ZDF-Talkshow

Streit über Schulschließungen bei Markus Lanz geht in die Verlängerung

Das gab es noch nie: Karl Lauterbach und Serap Güler müssen bei Markus Lanz "nachsitzen". Der Anlass für die erneute Einladung der beiden war ein Satz, der am Ende der letzten Sendung gefallen war, als die Kameras schon aus waren.

Zum ersten Mal, so Moderator Markus Lanz am Dienstagabend im ZDF, habe er zwei Gäste der vorangegangenen Sendung erneut ins Studio gebeten: den SPD-Politiker und Epidemiologen Karl Lauterbach und Serap Güler, CDU-Staatssekretärin für Integration in NRW. Nach Ende der letzten Sendung hatte Güler in die Runde gesagt, Lauterbachs Warnung vor "Schnellschüssen an Schulen" und sein Verweis auf Digitalunterricht sei "unglaublich elitär". Weil die Sendezeit da schon zu Ende war, lud Lanz die beiden nun erneut ein – "weil dieser Satz so viel emotionales Potenzial hat". Das sei eine Premiere für seine Sendung, gab Lanz zu.

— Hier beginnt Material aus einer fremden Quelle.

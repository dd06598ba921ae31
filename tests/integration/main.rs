//! Integration tests entry point, following https://matklad.github.io/2021/02/27/delete-cargo-integration-tests.html

mod classify_scenarios;
mod cli;
mod fixtures;
mod markup_scenarios;
mod pipeline;
mod tracing_utils;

Serap Güler nahm die Gelegenheit gern wahr: Sie habe den Vorwurf eingebracht, weil es an ihrem Wohnort Köln-Mülheim besonders viele Familien gebe, die in schwierigen Verhältnissen leben. "Da zu denken, das schaffen wir alles zu Hause mit einem Tablet", sei ein Irrtum. Sie kritisierte Lauterbach dafür, dass er gefordert hatte, dass die Schulen bis Herbst komplett geschlossen bleiben sollen. Lauterbach widersprach vehement und erläuterte, er habe vom "normalen Schulunterricht" gesprochen, mit 30 Kindern im Klassenzimmer, ohne Abstand und Masken.

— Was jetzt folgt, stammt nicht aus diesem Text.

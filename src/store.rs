//! On-disk layout:
//!
//! ```text
//! <root>/Projects/<project>/Issues_raw/<key>.json    raw tracker payloads
//! <root>/Projects/<project>/Issues/<key>.json        parsed IssueRecord
//! <root>/Projects/<project>/References/<key>.json    IssueReferences
//! <root>/Projects/<project>/Commits/all.json          every commit of the linked repository
//! <root>/Projects/<project>/Commits/<key>.json        commits addressing one issue
//! <root>/Projects/<project>/PullRequests/all.json     every pull request, with comments
//! <root>/Projects/<project>/PullRequests/<key>.json   pull requests mentioning one issue
//! <root>/Reports/<key>.tex                            LaTeX reports
//! ```

use std::path::{Path, PathBuf};

use color_eyre::eyre::{Result, WrapErr};
use serde::{Serialize, de::DeserializeOwned};
use tracing::instrument;

use crate::{
	github::{CommitRecord, PullRequestRecord},
	issue::{IssueRecord, RawIssue},
	report::IssueReferences,
};

/// Create `dir` and its parents if they do not exist yet.
pub fn create_dir_if_necessary(dir: &Path) -> Result<()> {
	if !dir.is_dir() {
		std::fs::create_dir_all(dir).wrap_err_with(|| format!("Failed to create directory {}", dir.display()))?;
	}
	Ok(())
}

/// Write `value` as 2-space indented JSON, creating the parent directory.
pub fn save_json<T: Serialize + ?Sized>(value: &T, path: &Path) -> Result<()> {
	if let Some(parent) = path.parent() {
		create_dir_if_necessary(parent)?;
	}
	let content = serde_json::to_string_pretty(value)?;
	std::fs::write(path, content).wrap_err_with(|| format!("Failed to write {}", path.display()))?;
	Ok(())
}

pub fn load_json<T: DeserializeOwned>(path: &Path) -> Result<T> {
	let content = std::fs::read_to_string(path).wrap_err_with(|| format!("Failed to read {}", path.display()))?;
	serde_json::from_str(&content).wrap_err_with(|| format!("Malformed JSON in {}", path.display()))
}

/// Files of one project under a data root.
#[derive(Clone, Debug)]
pub struct ProjectStore {
	root: PathBuf,
	project: String,
}

impl ProjectStore {
	pub fn new(root: impl Into<PathBuf>, project: &str) -> Self {
		Self {
			root: root.into(),
			project: project.to_string(),
		}
	}

	pub fn project(&self) -> &str {
		&self.project
	}

	pub fn project_dir(&self) -> PathBuf {
		self.root.join("Projects").join(&self.project)
	}

	pub fn issues_raw_dir(&self) -> PathBuf {
		self.project_dir().join("Issues_raw")
	}

	pub fn issues_dir(&self) -> PathBuf {
		self.project_dir().join("Issues")
	}

	pub fn references_dir(&self) -> PathBuf {
		self.project_dir().join("References")
	}

	pub fn commits_dir(&self) -> PathBuf {
		self.project_dir().join("Commits")
	}

	pub fn pull_requests_dir(&self) -> PathBuf {
		self.project_dir().join("PullRequests")
	}

	pub fn reports_dir(&self) -> PathBuf {
		self.root.join("Reports")
	}

	pub fn report_path(&self, issue_key: &str) -> PathBuf {
		self.reports_dir().join(format!("{issue_key}.tex"))
	}

	#[instrument(skip_all, fields(project = %self.project, count = issues.len()))]
	pub fn save_issues_raw(&self, issues: &[RawIssue]) -> Result<()> {
		let dir = self.issues_raw_dir();
		create_dir_if_necessary(&dir)?;
		for issue in issues {
			save_json(issue, &json_path(&dir, &issue.key))?;
		}
		tracing::debug!("saved raw issues");
		Ok(())
	}

	/// Every stored raw issue, sorted by file name. Missing directory means none.
	pub fn load_issues_raw(&self) -> Result<Vec<RawIssue>> {
		load_all(&self.issues_raw_dir())
	}

	pub fn load_issue_raw(&self, issue_key: &str) -> Result<Option<RawIssue>> {
		load_if_exists(&json_path(&self.issues_raw_dir(), issue_key))
	}

	pub fn save_issue(&self, record: &IssueRecord) -> Result<()> {
		save_json(record, &json_path(&self.issues_dir(), &record.issue_key))
	}

	pub fn load_issue(&self, issue_key: &str) -> Result<Option<IssueRecord>> {
		load_if_exists(&json_path(&self.issues_dir(), issue_key))
	}

	pub fn load_issues(&self) -> Result<Vec<IssueRecord>> {
		load_all(&self.issues_dir())
	}

	pub fn save_references(&self, references: &IssueReferences) -> Result<()> {
		save_json(references, &json_path(&self.references_dir(), &references.issue_key))
	}

	pub fn load_references(&self, issue_key: &str) -> Result<Option<IssueReferences>> {
		load_if_exists(&json_path(&self.references_dir(), issue_key))
	}

	/// Save to `all.json`, or to `<issue_key>.json` when the list is for one issue.
	pub fn save_commits(&self, issue_key: Option<&str>, commits: &[CommitRecord]) -> Result<()> {
		save_json(commits, &json_path(&self.commits_dir(), issue_key.unwrap_or(ALL)))
	}

	/// The full commit list, if it was cached before.
	pub fn load_commits(&self) -> Result<Option<Vec<CommitRecord>>> {
		load_if_exists(&json_path(&self.commits_dir(), ALL))
	}

	pub fn save_pull_requests(&self, issue_key: Option<&str>, pull_requests: &[PullRequestRecord]) -> Result<()> {
		save_json(pull_requests, &json_path(&self.pull_requests_dir(), issue_key.unwrap_or(ALL)))
	}

	pub fn load_pull_requests(&self) -> Result<Option<Vec<PullRequestRecord>>> {
		load_if_exists(&json_path(&self.pull_requests_dir(), ALL))
	}

	pub fn save_report(&self, issue_key: &str, tex: &str) -> Result<PathBuf> {
		let dir = self.reports_dir();
		create_dir_if_necessary(&dir)?;
		let path = self.report_path(issue_key);
		std::fs::write(&path, tex).wrap_err_with(|| format!("Failed to write {}", path.display()))?;
		Ok(path)
	}
}

/// File stem of a repository-wide list.
const ALL: &str = "all";

fn json_path(dir: &Path, issue_key: &str) -> PathBuf {
	dir.join(format!("{issue_key}.json"))
}

fn load_if_exists<T: DeserializeOwned>(path: &Path) -> Result<Option<T>> {
	if !path.is_file() {
		return Ok(None);
	}
	load_json(path).map(Some)
}

fn load_all<T: DeserializeOwned>(dir: &Path) -> Result<Vec<T>> {
	if !dir.is_dir() {
		return Ok(Vec::new());
	}
	let mut paths: Vec<PathBuf> = std::fs::read_dir(dir)
		.wrap_err_with(|| format!("Failed to list {}", dir.display()))?
		.filter_map(|entry| entry.ok().map(|e| e.path()))
		.filter(|path| path.extension().is_some_and(|ext| ext == "json"))
		.collect();
	paths.sort();
	paths.iter().map(|path| load_json(path)).collect()
}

Der Streit zwischen den beiden nahm aber eine andere Wendung, als Güler ausführte, die Entscheidung, an Grundschulen könne auf Abstandsregeln und Maskenpflicht verzichtet werden, sei keine politische Entscheidung gewesen, sondern basiere auf einem Gutachten wissenschaftlicher Fachgruppen. Schon während ihrer Ausführungen schüttelte der SPD-Politiker vehement den Kopf. Dann platzte es aus Lauterbach heraus, der zunächst dem Vorwurf widersprach, dass er und viele Experten die Problematik zu sehr aus virologischer Sicht betrachteten: "Wir Mediziner und Epidemiologen sind nicht so blöde, dass wir nicht auch an die Kinder denken!" Er kritisierte weiterhin, dass das Gutachten nur eine "wohlmeinende Stellungnahme" vom Verband der Kinderärzte mit einem Krankenhaushygieniker gewesen sei, die von allen Fachleuten kritisiert wurde.

Er sei überrascht, dass die politische Entscheidung in Nordrhein-Westfalen auf diesem Papier basiere: "Dünner kann es doch nicht sein!" Dass man auf der Grundlage einer in der Fachwelt unbedeutenden Stellungnahme hingeht und die Grundschulen für zwei Wochen öffnet, als wäre nichts gewesen, und die Schulministerin damit ein Signal gebe, als ob es im Herbst wieder normal losgehe, empörte ihn. "Als wenn die Bürger so blöd wären, ein solches Signal zu benötigen!"

An diesem Punkt sprang ihm auch der Moderator bei und fragte mehrfach nach, warum kein Virologe beteiligt gewesen sei. Die verbalen Kabbeleien der beiden Politiker fanden erst dann ein Ende, als sich ein weiterer Gast, der Wissenschaftsjournalist Dirk Steffens, in die Diskussion einschaltete und darauf verwies, dass das ein gutes Beispiel dafür sei, wie Wissenschaft von der Politik missbraucht werde.

"Man sucht sich ein Gutachten und die wissenschaftliche Aussage, die man gerne möchte, um dann die eigene Überzeugung rückversichert der Öffentlichkeit präsentieren zu können." Seine Empfehlung, wie es auch anders ginge, lautete: Politiker sollten "ehrlich dazusagen", dass sie eine steigende Infektionsrate in Kauf nehmen, weil derzeit andere Faktoren stärker ins Gewicht fallen würden, etwa die Familien- und Sozialpolitik. "Aber so ehrlich ist ja keiner!", war sich Steffens sicher.